## Exercise goal
Your output should be the lines of the data that follow, reproduced exactly from the first through the line bearing "their files sorted".

####################

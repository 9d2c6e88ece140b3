//! Reference collection: turns CLI inputs into file references

use std::path::Path;

use anyhow::{bail, Result};
use filedigest_core::FileReference;
use ignore::WalkBuilder;

/// Build the list of references to hash, in input order
///
/// Opaque references pass through untouched. Directories are expanded
/// (respecting .gitignore) when `recursive` is set, with their files sorted
/// by path; otherwise a directory is an error.
///
/// # Errors
/// Returns an error if a directory is given without `recursive`.
pub fn collect_references(inputs: &[String], recursive: bool) -> Result<Vec<FileReference>> {
    let mut references = Vec::with_capacity(inputs.len());

    for input in inputs {
        let reference = FileReference::new(input.as_str());
        let Some(path) = reference.to_local_path() else {
            references.push(reference);
            continue;
        };

        if !path.is_dir() {
            references.push(reference);
            continue;
        }

        if !recursive {
            bail!("{} is a directory (use --recursive)", path.display());
        }
        references.extend(walk_files(&path));
    }

    Ok(references)
}

fn walk_files(root: &Path) -> Vec<FileReference> {
    let mut paths: Vec<_> = WalkBuilder::new(root)
        .hidden(false)
        .git_ignore(true)
        .git_global(true)
        .git_exclude(true)
        .build()
        .filter_map(|entry| entry.ok())
        .filter(|entry| entry.file_type().is_some_and(|ft| ft.is_file()))
        .map(ignore::DirEntry::into_path)
        .collect();
    paths.sort();
    paths.into_iter().map(FileReference::from).collect()
}
//! Hash strategy selection: native first, streaming fallback second
//!
//! The decision points are expressed as an explicit state machine so each
//! transition can be tested without touching a platform:
//!
//! ```text
//! Start -> TryNative -> Success
//!                    -> TryFallback -> Success | Failed
//!                    -> Failed (size unknown or zero)
//! ```

use tracing::{debug, info, warn};

use super::fallback::compute_fallback_hash;
use super::metadata::FileMetadata;
use super::result::HashMethod;
use crate::error::HashError;
use crate::options::HashOptions;
use crate::platform::{DigestAlgorithm, FilePlatform};
use crate::reference::FileReference;
use crate::validate::validate_hash;

/// Result of one native digest attempt, already normalized and validated
pub type NativeOutcome = Result<String, HashError>;

/// States of the strategy selector
#[derive(Debug, Clone, PartialEq, Eq)]
pub enum StrategyState {
    Start,
    TryNative,
    TryFallback { size: u64 },
    Success { hash: String, method: HashMethod },
    Failed(HashError),
}

impl StrategyState {
    /// Transition out of `TryNative`
    ///
    /// A native failure only leads to the fallback when `size` is known and
    /// non-zero.
    #[must_use]
    pub fn after_native(
        reference: &FileReference,
        outcome: NativeOutcome,
        size: Option<u64>,
    ) -> Self {
        match (outcome, size.filter(|&s| s > 0)) {
            (Ok(hash), _) => Self::Success {
                hash,
                method: HashMethod::Native,
            },
            (Err(err), Some(size)) => {
                debug!("Native digest failed ({}), falling back", err);
                Self::TryFallback { size }
            }
            (Err(err), None) => {
                debug!("Native digest failed ({}) with size {:?}", err, size);
                Self::Failed(HashError::FallbackUnusable {
                    reference: reference.to_string(),
                    size,
                })
            }
        }
    }

    /// Transition out of `TryFallback`
    #[must_use]
    pub fn after_fallback(outcome: Result<String, HashError>) -> Self {
        match outcome {
            Ok(hash) => Self::Success {
                hash,
                method: HashMethod::StreamingFallback,
            },
            Err(err) => Self::Failed(err),
        }
    }

    /// Whether no further transition is possible
    #[must_use]
    pub const fn is_terminal(&self) -> bool {
        matches!(self, Self::Success { .. } | Self::Failed(_))
    }
}

/// Final outcome of strategy selection
#[derive(Debug, Clone, PartialEq, Eq)]
pub struct StrategyOutcome {
    pub result: Result<(String, HashMethod), HashError>,
    /// Last strategy that ran
    pub attempted: Option<HashMethod>,
}

async fn try_native<P>(platform: &P, reference: &FileReference) -> NativeOutcome
where
    P: FilePlatform + ?Sized,
{
    let raw = platform
        .native_digest(reference, DigestAlgorithm::Sha256)
        .await
        .map_err(|e| HashError::NativeHash {
            reference: reference.to_string(),
            cause: e.to_string(),
        })?;

    validate_hash(&raw).map_err(|_| HashError::NativeHash {
        reference: reference.to_string(),
        cause: format!("malformed digest output {raw:?}"),
    })
}

/// Run the strategy state machine for one file
pub async fn select_and_compute<P>(
    platform: &P,
    metadata: &FileMetadata,
    options: &HashOptions,
) -> StrategyOutcome
where
    P: FilePlatform + ?Sized,
{
    let reference = &metadata.reference;
    let mut attempted = None;
    let mut state = StrategyState::Start;

    loop {
        state = match state {
            StrategyState::Start => {
                if !options.prefer_native {
                    debug!("prefer_native is advisory; native digest is still attempted first");
                }
                StrategyState::TryNative
            }
            StrategyState::TryNative => {
                attempted = Some(HashMethod::Native);
                if options.emit_logs {
                    info!("Computing native digest for {}", metadata.name);
                }
                let outcome = try_native(platform, reference).await;
                if outcome.is_ok() {
                    options.report_progress(100);
                } else if options.emit_logs {
                    warn!("Native digest unavailable for {}", metadata.name);
                }
                StrategyState::after_native(reference, outcome, metadata.size)
            }
            StrategyState::TryFallback { size } => {
                attempted = Some(HashMethod::StreamingFallback);
                let outcome = compute_fallback_hash(platform, reference, size, options).await;
                StrategyState::after_fallback(outcome)
            }
            StrategyState::Success { hash, method } => {
                return StrategyOutcome {
                    result: Ok((hash, method)),
                    attempted,
                };
            }
            StrategyState::Failed(err) => {
                return StrategyOutcome {
                    result: Err(err),
                    attempted,
                };
            }
        };
    }
}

####################

## Output for this exercise
repository 9d2c6e88ece140b3
//! Reference collection: turns CLI inputs into file references

use std::path::Path;

use anyhow::{bail, Result};
use filedigest_core::FileReference;
use ignore::WalkBuilder;

/// Build the list of references to hash, in input order
///
/// Opaque references pass through untouched. Directories are expanded
/// (respecting .gitignore) when `recursive` is set, with their files sorted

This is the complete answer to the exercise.